WORK INSTRUCTIONS
Output, without any change, the listing below from its opening line up to and including the line with "types for convenience".

RECORDS FOR THIS EXERCISE

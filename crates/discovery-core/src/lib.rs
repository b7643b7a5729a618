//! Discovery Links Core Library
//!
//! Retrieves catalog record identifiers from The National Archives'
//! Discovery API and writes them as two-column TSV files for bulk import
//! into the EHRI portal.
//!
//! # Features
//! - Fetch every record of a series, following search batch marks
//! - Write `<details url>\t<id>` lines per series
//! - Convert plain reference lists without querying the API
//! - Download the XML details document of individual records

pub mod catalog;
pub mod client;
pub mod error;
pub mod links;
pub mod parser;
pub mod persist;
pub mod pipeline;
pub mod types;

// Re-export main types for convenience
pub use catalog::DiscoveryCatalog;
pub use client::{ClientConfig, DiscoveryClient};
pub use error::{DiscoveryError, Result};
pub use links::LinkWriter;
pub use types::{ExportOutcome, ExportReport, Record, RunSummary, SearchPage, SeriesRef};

ANSWER BELOW
filename crates/discovery-core/src/lib.rs
repository b7643b7a5729a618
//! Discovery Links Core Library
//!
//! Retrieves catalog record identifiers from The National Archives'
//! Discovery API and writes them as two-column TSV files for bulk import
//! into the EHRI portal.
//!
//! # Features
//! - Fetch every record of a series, following search batch marks
//! - Write `<details url>\t<id>` lines per series
//! - Convert plain reference lists without querying the API
//! - Download the XML details document of individual records

pub mod catalog;
pub mod client;
pub mod error;
pub mod links;
pub mod parser;
pub mod persist;
pub mod pipeline;
pub mod types;

// Re-export main types for convenience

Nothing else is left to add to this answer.